As for that last criterion, my fixation on Roger Cook may not quite qualify. I was a kid; I got over it. Yet the uncanny duration of my first great passion did signal a propensity for seizing upon a romantic object like a terrier that would have regrettable consequences as I grew older. I wish there were not so many examples to choose from, but one fruitless, misspent obsession stands head and shoulders above the rest.

At 27 I attended a fundraising dinner, where fate seated me next to an Irishman whom I will not cite by name. Let us call him Arsehole. The ensuing relationship was not strictly unrequited. Arsehole liked me. He certainly fancied me.
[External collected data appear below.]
//! Tuning presets
//!
//! Psychoacoustic and quantizer parameters are looked up in three tables:
//! one per VBR flavour indexed by VBR quality, and one for ABR/CBR indexed
//! by bitrate. VBR settings between two integer quality levels are a
//! linear blend of the neighbouring rows.

use crate::error::{ConfigError, ConfigResult};

/// Linear blend of `low` towards `high`
pub fn lerp(low: f32, high: f32, frac: f32) -> f32 {
    low + frac * (high - low)
}

/// One row of a VBR switch map
#[derive(Debug, Clone, Copy, PartialEq)]
pub struct VbrPreset {
    pub vbr_q: u8,
    pub quant_comp: u8,
    pub quant_comp_short: u8,
    /// Disables the sfb21 extra band
    pub exp_y: bool,
    pub st_lrm: f32,
    pub st_s: f32,
    pub masking_adj: f32,
    pub masking_adj_short: f32,
    pub ath_lower: f32,
    pub ath_curve: f32,
    pub ath_sensitivity: f32,
    pub interch: f32,
    pub safejoint: i32,
    pub sfb21mod: i32,
    pub msfix: f32,
}

impl VbrPreset {
    /// Blend the continuous parameters towards `next`. Integer switches
    /// always come from `self`.
    pub fn interpolate(&self, next: &VbrPreset, frac: f32) -> VbrPreset {
        VbrPreset {
            st_lrm: lerp(self.st_lrm, next.st_lrm, frac),
            st_s: lerp(self.st_s, next.st_s, frac),
            masking_adj: lerp(self.masking_adj, next.masking_adj, frac),
            masking_adj_short: lerp(self.masking_adj_short, next.masking_adj_short, frac),
            ath_lower: lerp(self.ath_lower, next.ath_lower, frac),
            ath_curve: lerp(self.ath_curve, next.ath_curve, frac),
            ath_sensitivity: lerp(self.ath_sensitivity, next.ath_sensitivity, frac),
            interch: lerp(self.interch, next.interch, frac),
            msfix: lerp(self.msfix, next.msfix, frac),
            ..*self
        }
    }
}

/// One row of the ABR switch map
#[derive(Debug, Clone, Copy, PartialEq)]
pub struct AbrPreset {
    pub kbps: u32,
    pub quant_comp: u8,
    pub quant_comp_short: u8,
    pub safejoint: i32,
    pub nsmsfix: f32,
    pub st_lrm: f32,
    pub st_s: f32,
    pub nsbass: f32,
    pub scale: f32,
    pub masking_adj: f32,
    pub ath_lower: f32,
    pub ath_curve: f32,
    pub interch: f32,
    pub sfscale: i32,
}

#[allow(clippy::too_many_arguments)]
const fn vbr(
    vbr_q: u8,
    quant_comp: u8,
    quant_comp_short: u8,
    exp_y: u8,
    st_lrm: f32,
    st_s: f32,
    masking_adj: f32,
    masking_adj_short: f32,
    ath_lower: f32,
    ath_curve: f32,
    ath_sensitivity: f32,
    interch: f32,
    safejoint: i32,
    sfb21mod: i32,
    msfix: f32,
) -> VbrPreset {
    VbrPreset {
        vbr_q,
        quant_comp,
        quant_comp_short,
        exp_y: exp_y != 0,
        st_lrm,
        st_s,
        masking_adj,
        masking_adj_short,
        ath_lower,
        ath_curve,
        ath_sensitivity,
        interch,
        safejoint,
        sfb21mod,
        msfix,
    }
}

#[allow(clippy::too_many_arguments)]
const fn abr(
    kbps: u32,
    quant_comp: u8,
    quant_comp_short: u8,
    safejoint: i32,
    nsmsfix: f32,
    st_lrm: f32,
    st_s: f32,
    nsbass: f32,
    scale: f32,
    masking_adj: f32,
    ath_lower: f32,
    ath_curve: f32,
    interch: f32,
    sfscale: i32,
) -> AbrPreset {
    AbrPreset {
        kbps,
        quant_comp,
        quant_comp_short,
        safejoint,
        nsmsfix,
        st_lrm,
        st_s,
        nsbass,
        scale,
        masking_adj,
        ath_lower,
        ath_curve,
        interch,
        sfscale,
    }
}

/// Switch map for the `Rh` VBR search
pub static VBR_OLD_SWITCH_MAP: [VbrPreset; 11] = [
    vbr(0, 9, 9, 0, 5.20, 125.0, -4.2, -6.3, 4.8, 1.0, 0.0, 0.0, 2, 21, 0.97),
    vbr(1, 9, 9, 0, 5.30, 125.0, -3.6, -5.6, 4.5, 1.5, 0.0, 0.0, 2, 21, 1.35),
    vbr(2, 9, 9, 0, 5.60, 125.0, -2.2, -3.5, 2.8, 2.0, 0.0, 0.0, 2, 21, 1.49),
    vbr(3, 9, 9, 1, 5.80, 130.0, -1.8, -2.8, 2.6, 3.0, -4.0, 0.0, 2, 20, 1.64),
    vbr(4, 9, 9, 1, 6.00, 135.0, -0.7, -1.1, 1.1, 3.5, -8.0, 0.0, 2, 0, 1.79),
    vbr(5, 9, 9, 1, 6.40, 140.0, 0.5, 0.4, -7.5, 4.0, -12.0, 0.0002, 0, 0, 1.95),
    vbr(6, 9, 9, 1, 6.60, 145.0, 0.67, 0.65, -14.7, 6.5, -19.0, 0.0004, 0, 0, 2.30),
    vbr(7, 9, 9, 1, 6.60, 145.0, 0.8, 0.75, -19.7, 8.0, -22.0, 0.0006, 0, 0, 2.70),
    vbr(8, 9, 9, 1, 6.60, 145.0, 1.2, 1.15, -27.5, 10.0, -23.0, 0.0007, 0, 0, 0.0),
    vbr(9, 9, 9, 1, 6.60, 145.0, 1.6, 1.6, -36.0, 11.0, -25.0, 0.0008, 0, 0, 0.0),
    vbr(10, 9, 9, 1, 6.60, 145.0, 2.0, 2.0, -36.0, 12.0, -25.0, 0.0008, 0, 0, 0.0),
];

/// Switch map for the `Mtrh` VBR search
pub static VBR_PSY_SWITCH_MAP: [VbrPreset; 11] = [
    vbr(0, 9, 9, 0, 4.20, 25.0, -7.0, -4.0, 7.5, 1.0, 0.0, 0.0, 2, 26, 0.97),
    vbr(1, 9, 9, 0, 4.20, 25.0, -5.6, -3.6, 4.5, 1.5, 0.0, 0.0, 2, 21, 1.35),
    vbr(2, 9, 9, 0, 4.20, 25.0, -4.4, -1.8, 2.0, 2.0, 0.0, 0.0, 2, 18, 1.49),
    vbr(3, 9, 9, 1, 4.20, 25.0, -3.4, -1.25, 1.1, 3.0, -4.0, 0.0, 2, 15, 1.64),
    vbr(4, 9, 9, 1, 4.20, 25.0, -2.2, 0.1, 0.0, 3.5, -8.0, 0.0, 2, 0, 1.79),
    vbr(5, 9, 9, 1, 4.20, 25.0, -1.0, 1.65, -7.7, 4.0, -12.0, 0.0002, 0, 0, 1.95),
    vbr(6, 9, 9, 1, 4.20, 25.0, -0.0, 2.47, -7.7, 6.5, -19.0, 0.0004, 0, 0, 2.0),
    vbr(7, 9, 9, 1, 4.20, 25.0, 0.5, 2.0, -14.5, 8.0, -22.0, 0.0006, 0, 0, 2.0),
    vbr(8, 9, 9, 1, 4.20, 25.0, 1.0, 2.4, -22.0, 10.0, -23.0, 0.0007, 0, 0, 2.0),
    vbr(9, 9, 9, 1, 4.20, 25.0, 1.5, 2.95, -30.0, 11.0, -25.0, 0.0008, 0, 0, 2.0),
    vbr(10, 9, 9, 1, 4.20, 25.0, 2.0, 2.95, -36.0, 12.0, -30.0, 0.0008, 0, 0, 2.0),
];

/// Switch map for ABR and CBR, one row per bitrate step
pub static ABR_SWITCH_MAP: [AbrPreset; 17] = [
    abr(8, 9, 9, 0, 0.0, 6.60, 145.0, 0.0, 0.95, 0.0, -30.0, 11.0, 0.0012, 1),
    abr(16, 9, 9, 0, 0.0, 6.60, 145.0, 0.0, 0.95, 0.0, -25.0, 11.0, 0.0010, 1),
    abr(24, 9, 9, 0, 0.0, 6.60, 145.0, 0.0, 0.95, 0.0, -20.0, 11.0, 0.0010, 1),
    abr(32, 9, 9, 0, 0.0, 6.60, 145.0, 0.0, 0.95, 0.0, -15.0, 11.0, 0.0010, 1),
    abr(40, 9, 9, 0, 0.0, 6.60, 145.0, 0.0, 0.95, 0.0, -10.0, 11.0, 0.0009, 1),
    abr(48, 9, 9, 0, 0.0, 6.60, 145.0, 0.0, 0.95, 0.0, -10.0, 11.0, 0.0009, 1),
    abr(56, 9, 9, 0, 0.0, 6.60, 145.0, 0.0, 0.95, 0.0, -6.0, 11.0, 0.0008, 1),
    abr(64, 9, 9, 0, 0.0, 6.60, 145.0, 0.0, 0.95, 0.0, -2.0, 11.0, 0.0008, 1),
    abr(80, 9, 9, 0, 0.0, 6.60, 145.0, 0.0, 0.95, 0.0, 0.0, 8.0, 0.0007, 1),
    abr(96, 9, 9, 0, 2.50, 6.60, 145.0, 0.0, 0.95, 0.0, 1.0, 5.5, 0.0006, 1),
    abr(112, 9, 9, 0, 2.25, 6.60, 145.0, 0.0, 0.95, 0.0, 2.0, 4.5, 0.0005, 1),
    abr(128, 9, 9, 0, 1.95, 6.40, 140.0, 0.0, 0.95, 0.0, 3.0, 4.0, 0.0002, 1),
    abr(160, 9, 9, 1, 1.79, 6.00, 135.0, 0.0, 0.95, -2.0, 5.0, 3.5, 0.0, 1),
    abr(192, 9, 9, 1, 1.49, 5.60, 125.0, 0.0, 0.97, -4.0, 7.0, 3.0, 0.0, 0),
    abr(224, 9, 9, 1, 1.25, 5.20, 125.0, 0.0, 0.98, -6.0, 9.0, 2.0, 0.0, 0),
    abr(256, 9, 9, 1, 0.97, 5.20, 125.0, 0.0, 1.00, -8.0, 10.0, 1.0, 0.0, 0),
    abr(320, 9, 9, 1, 0.90, 5.20, 125.0, 0.0, 1.00, -10.0, 12.0, 0.0, 0.0, 0),
];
For brief periods, he may even have imagined that he loved me — albeit very brief, and generally on the fourth bottle of wine. Nevertheless, from early on the relationship did evidence the emotional asymmetry that seems to be a prerequisite for the obsession that took hold on my end.

Arsehole was (and is, since our hero is still out there, although for me he is mercifully past tense) 15 years my senior. The age difference probably heightened my terrier inclinations, for I'd long experienced a similar frustration with my emotionally distant father. If perhaps not to every woman's taste, Arsehole was an attractive man with a long, gaunt face and the kind of tall, spare figure that looks good in suits. Like most Americans, I was a sucker for his Irish accent.

I was still an unpublished novelist; he was an established nonfiction writer and academic. For an aspirant scribbler fresh out of grad school, he was intimidating as could be.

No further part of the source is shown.